Laparoscopic Surgery
Laparoscopic varicocelectomy uses small incisions in the abdomen and a camera to guide the surgeon to the veins higher up, near where they drain into larger vessels. It’s a quicker procedure and involves slightly shorter hospital stays. However, the recurrence rate is substantially higher than microsurgery, and the risk of hydrocele formation is elevated. Semen parameter improvements are also less pronounced: one meta-analysis found laparoscopy was 40% less likely to produce measurable improvements in sperm quality compared to microsurgery.
Pregnancy rates after either procedure are statistically similar, so the choice sometimes comes down to surgeon expertise and what’s available at your treatment center.
Open Surgery
Traditional open varicocelectomy (without a microscope) is still performed but carries the highest complication profile. Up to 30% of patients experience some form of complication, including accidental arterial ligation, hydrocele, infection, or hematoma. Recurrence rates range from 10 to 45%, far higher than microsurgical or even laparoscopic approaches. For most patients, this is no longer the preferred option when microsurgical expertise is available.
Percutaneous Embolization
Embolization is the main non-surgical alternative to varicocelectomy. An interventional radiologist threads a thin catheter through a vein in the groin or neck, guides it to the affected gonadal vein using X-ray imaging, and blocks it with tiny metal coils or a chemical sclerosing agent. This stops the backward flow of blood that causes the varicocele.

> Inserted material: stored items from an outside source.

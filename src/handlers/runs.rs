//! # Attribution Run Handlers
//!
//! Run creation, execution (background or synchronous), status polling, and the result
//! and summary read side.

use axum::{
    extract::{Path, Query, State, rejection::JsonRejection},
    http::StatusCode,
    response::{IntoResponse, Json, Response},
};
use chrono::{DateTime, Utc};
use serde::{Deserialize, Serialize};
use serde_json::Value as JsonValue;
use utoipa::{IntoParams, ToSchema};
use uuid::Uuid;

use crate::auth::{OperatorAuth, TenantExtension, TenantHeader};
use crate::engine::controller::DEFAULT_RUNS_LIMIT;
use crate::engine::{CreateRunRequest, ErrorSummaryEntry, RunStatus, RunSummary};
use crate::error::{ApiError, AttributionError, validation_error};
use crate::handlers::types::{ListResponse, PaginatedResponse};
use crate::models::{attribution_result, attribution_run};
use crate::server::AppState;

/// Attribution run as exposed by the API
#[derive(Debug, Clone, Serialize, Deserialize, ToSchema)]
pub struct RunView {
    pub id: Uuid,
    pub model_id: Uuid,
    pub name: String,
    pub description: Option<String>,
    #[schema(value_type = Object)]
    pub config: JsonValue,
    pub status: String,
    pub started_at: Option<DateTime<Utc>>,
    pub completed_at: Option<DateTime<Utc>>,
    pub conversions_total: i32,
    pub conversions_attributed: i32,
    pub conversions_without_journey: i32,
    pub conversions_failed: i32,
    pub results_written: i32,
    pub errors: Vec<ErrorSummaryEntry>,
    pub created_at: DateTime<Utc>,
    pub updated_at: DateTime<Utc>,
}

impl From<attribution_run::Model> for RunView {
    fn from(model: attribution_run::Model) -> Self {
        Self {
            errors: model
                .error_summary
                .and_then(|summary| serde_json::from_value(summary).ok())
                .unwrap_or_default(),
            id: model.id,
            model_id: model.model_id,
            name: model.name,
            description: model.description,
            config: model.config,
            status: model.status,
            started_at: model.started_at.map(|at| at.with_timezone(&Utc)),
            completed_at: model.completed_at.map(|at| at.with_timezone(&Utc)),
            conversions_total: model.conversions_total,
            conversions_attributed: model.conversions_attributed,
            conversions_without_journey: model.conversions_without_journey,
            conversions_failed: model.conversions_failed,
            results_written: model.results_written,
            created_at: model.created_at.with_timezone(&Utc),
            updated_at: model.updated_at.with_timezone(&Utc),
        }
    }
}

/// One credited touchpoint of a conversion
#[derive(Debug, Clone, Serialize, Deserialize, ToSchema)]
pub struct AttributionResultView {
    pub id: Uuid,
    pub conversion_event_id: Uuid,
    pub interaction_id: Uuid,
    pub customer_id: Uuid,
    pub agent_id: Option<Uuid>,
    pub team_id: Option<Uuid>,
    pub vendor_id: Option<Uuid>,
    pub channel_id: Option<Uuid>,
    pub model_id: Uuid,
    pub attribution_weight: f64,
    pub attributed_amount: f64,
    pub is_primary_touch: bool,
    pub created_at: DateTime<Utc>,
}

impl From<attribution_result::Model> for AttributionResultView {
    fn from(model: attribution_result::Model) -> Self {
        Self {
            id: model.id,
            conversion_event_id: model.conversion_event_id,
            interaction_id: model.interaction_id,
            customer_id: model.customer_id,
            agent_id: model.agent_id,
            team_id: model.team_id,
            vendor_id: model.vendor_id,
            channel_id: model.channel_id,
            model_id: model.model_id,
            attribution_weight: model.attribution_weight,
            attributed_amount: model.attributed_amount,
            is_primary_touch: model.is_primary_touch,
            created_at: model.created_at.with_timezone(&Utc),
        }
    }
}

/// Query parameters for listing runs
#[derive(Debug, Deserialize, IntoParams)]
#[into_params(parameter_in = Query)]
pub struct ListRunsQuery {
    /// Filter by status (pending, running, completed, failed)
    pub status: Option<String>,
    /// Maximum number of runs to return (default: 20, max: 100)
    pub limit: Option<u64>,
    pub offset: Option<u64>,
}

#[derive(Debug, Deserialize, IntoParams)]
#[into_params(parameter_in = Query)]
pub struct ExecuteRunQuery {
    /// Block until the run finishes instead of scheduling it
    pub wait: Option<bool>,
}

#[derive(Debug, Deserialize, IntoParams)]
#[into_params(parameter_in = Query)]
pub struct ListResultsQuery {
    /// Opaque cursor from a previous page
    pub cursor: Option<String>,
    /// Page size (default: 100, max: 500)
    pub limit: Option<u64>,
}

#[derive(Debug, Serialize, Deserialize, ToSchema)]
pub struct ScheduledRunResponse {
    pub run_id: Uuid,
    pub status: String,
}

/// Create a pending attribution run
#[utoipa::path(
    post,
    path = "/api/v1/attribution/runs",
    security(("bearer_auth" = [])),
    params(TenantHeader),
    request_body = CreateRunRequest,
    responses(
        (status = 201, description = "Run created", body = RunView),
        (status = 400, description = "Invalid run configuration", body = ApiError),
        (status = 401, description = "Missing or invalid bearer token", body = ApiError),
        (status = 404, description = "Unknown model code or channel", body = ApiError)
    ),
    tag = "attribution"
)]
pub async fn create_run(
    State(state): State<AppState>,
    _operator_auth: OperatorAuth,
    TenantExtension(tenant): TenantExtension,
    payload: Result<Json<CreateRunRequest>, JsonRejection>,
) -> Result<(StatusCode, Json<RunView>), ApiError> {
    let Json(request) = payload?;
    let run = state.runs.create_run(tenant.0, request).await?;
    Ok((StatusCode::CREATED, Json(run.into())))
}

/// List runs, newest first
#[utoipa::path(
    get,
    path = "/api/v1/attribution/runs",
    security(("bearer_auth" = [])),
    params(TenantHeader, ListRunsQuery),
    responses(
        (status = 200, description = "Runs for the tenant", body = ListResponse<RunView>),
        (status = 400, description = "Invalid query parameters", body = ApiError),
        (status = 401, description = "Missing or invalid bearer token", body = ApiError)
    ),
    tag = "attribution"
)]
pub async fn list_runs(
    State(state): State<AppState>,
    _operator_auth: OperatorAuth,
    TenantExtension(tenant): TenantExtension,
    Query(query): Query<ListRunsQuery>,
) -> Result<Json<ListResponse<RunView>>, ApiError> {
    let status = query
        .status
        .as_deref()
        .map(str::parse::<RunStatus>)
        .transpose()
        .map_err(|_| {
            validation_error(
                "Invalid status",
                serde_json::json!({
                    "status": "Must be one of: pending, running, completed, failed"
                }),
            )
        })?;

    let (runs, total) = state
        .runs
        .list_runs(tenant.0, status, query.limit, query.offset)
        .await?;
    Ok(Json(ListResponse {
        limit: query.limit.unwrap_or(DEFAULT_RUNS_LIMIT),
        offset: query.offset.unwrap_or(0),
        total,
        data: runs.into_iter().map(RunView::from).collect(),
    }))
}

/// Fetch one run, including its outcome counters
#[utoipa::path(
    get,
    path = "/api/v1/attribution/runs/{run_id}",
    security(("bearer_auth" = [])),
    params(TenantHeader, ("run_id" = Uuid, Path, description = "Run identifier")),
    responses(
        (status = 200, description = "Run", body = RunView),
        (status = 401, description = "Missing or invalid bearer token", body = ApiError),
        (status = 404, description = "Run not found", body = ApiError)
    ),
    tag = "attribution"
)]
pub async fn get_run(
    State(state): State<AppState>,
    _operator_auth: OperatorAuth,
    TenantExtension(tenant): TenantExtension,
    Path(run_id): Path<Uuid>,
) -> Result<Json<RunView>, ApiError> {
    let run = state.runs.get_run(tenant.0, run_id).await?;
    Ok(Json(run.into()))
}

/// Execute a run in the background, or synchronously with `wait=true`
#[utoipa::path(
    post,
    path = "/api/v1/attribution/runs/{run_id}/execute",
    security(("bearer_auth" = [])),
    params(TenantHeader, ("run_id" = Uuid, Path, description = "Run identifier"), ExecuteRunQuery),
    responses(
        (status = 200, description = "Run finished (wait=true)", body = RunView),
        (status = 202, description = "Run scheduled", body = ScheduledRunResponse),
        (status = 401, description = "Missing or invalid bearer token", body = ApiError),
        (status = 404, description = "Run not found", body = ApiError),
        (status = 409, description = "Run already running", body = ApiError)
    ),
    tag = "attribution"
)]
pub async fn execute_run(
    State(state): State<AppState>,
    _operator_auth: OperatorAuth,
    TenantExtension(tenant): TenantExtension,
    Path(run_id): Path<Uuid>,
    Query(query): Query<ExecuteRunQuery>,
) -> Result<Response, ApiError> {
    let run = state.runs.get_run(tenant.0, run_id).await?;
    if run.status == RunStatus::Running.as_str() {
        return Err(AttributionError::Conflict(format!(
            "attribution run {run_id} is already running"
        ))
        .into());
    }

    if query.wait.unwrap_or(false) {
        state.dispatcher.execute_now(tenant.0, run_id).await?;
        let run = state.runs.get_run(tenant.0, run_id).await?;
        return Ok(Json(RunView::from(run)).into_response());
    }

    state.dispatcher.schedule(tenant.0, run_id).await?;
    Ok((
        StatusCode::ACCEPTED,
        Json(ScheduledRunResponse {
            run_id,
            status: "scheduled".to_string(),
        }),
    )
        .into_response())
}

/// Page through a run's results ordered by creation
#[utoipa::path(
    get,
    path = "/api/v1/attribution/runs/{run_id}/results",
    security(("bearer_auth" = [])),
    params(TenantHeader, ("run_id" = Uuid, Path, description = "Run identifier"), ListResultsQuery),
    responses(
        (status = 200, description = "Result page", body = PaginatedResponse<AttributionResultView>),
        (status = 400, description = "Invalid cursor or limit", body = ApiError),
        (status = 401, description = "Missing or invalid bearer token", body = ApiError),
        (status = 404, description = "Run not found", body = ApiError)
    ),
    tag = "attribution"
)]
pub async fn list_results(
    State(state): State<AppState>,
    _operator_auth: OperatorAuth,
    TenantExtension(tenant): TenantExtension,
    Path(run_id): Path<Uuid>,
    Query(query): Query<ListResultsQuery>,
) -> Result<Json<PaginatedResponse<AttributionResultView>>, ApiError> {
    let page = state
        .runs
        .list_results(tenant.0, run_id, query.cursor.as_deref(), query.limit)
        .await?;
    Ok(Json(PaginatedResponse::new(
        page.results
            .into_iter()
            .map(AttributionResultView::from)
            .collect(),
        page.next_cursor,
    )))
}

/// Attributed revenue grouped by agent, team, vendor, and channel
#[utoipa::path(
    get,
    path = "/api/v1/attribution/runs/{run_id}/summary",
    security(("bearer_auth" = [])),
    params(TenantHeader, ("run_id" = Uuid, Path, description = "Run identifier")),
    responses(
        (status = 200, description = "Run summary", body = RunSummary),
        (status = 401, description = "Missing or invalid bearer token", body = ApiError),
        (status = 404, description = "Run not found", body = ApiError)
    ),
    tag = "attribution"
)]
pub async fn run_summary(
    State(state): State<AppState>,
    _operator_auth: OperatorAuth,
    TenantExtension(tenant): TenantExtension,
    Path(run_id): Path<Uuid>,
) -> Result<Json<RunSummary>, ApiError> {
    let summary = state.runs.run_summary(tenant.0, run_id).await?;
    Ok(Json(summary))
}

Technical success rates are high, around 96% in large retrospective studies. The biggest advantage is recovery time: most patients return to work within 48 hours, compared to three or more days for surgery. There’s no surgical incision, no general anesthesia in most cases, and the procedure is typically done as an outpatient visit. Embolization is a good option if you want to avoid surgery, if a previous surgical repair has failed, or if you have varicoceles on both sides (since both can be treated in a single session through the same catheter access point).
How Treatment Improves Fertility
The mechanism behind varicocele-related infertility involves pooling of warm blood around the testicle, raising scrotal temperature above the narrow range sperm production requires. Treating the varicocele reverses this, and the improvements in semen quality are well documented across large meta-analyses.
After repair, sperm concentration improves by about 8%, total motility by about 7%, and progressive motility (the sperm that actually swim forward effectively) by close to 3%. Morphology improvements are more modest, under 1%. These percentage shifts may sound small, but they’re clinically meaningful. Large pooled analyses consistently show statistically significant increases in sperm concentration, total count, motility, and morphology following repair.
The improvements aren’t instant. Sperm take roughly 72 days to mature, so most doctors recommend a follow-up semen analysis three to six months after the procedure to assess the effect. Some men see continued improvement for up to a year.
Choosing Between Options
Your specific situation narrows the options considerably. If your primary concern is pain and conservative measures haven’t worked, any of the repair methods will address the underlying problem. If fertility is the goal, microsurgical varicocelectomy offers the best combination of low recurrence and maximal semen improvement. Embolization is a strong alternative when you prioritize fast recovery or want to avoid a surgical incision entirely.
For adolescents with documented testicular size differences of 10% or more, early repair prevents long-term damage and reliably leads to catch-up growth. In adults with normal semen parameters and no pain, active surveillance (monitoring with periodic exams) is standard, since treating an asymptomatic varicocele that isn’t causing measurable harm provides no clear benefit.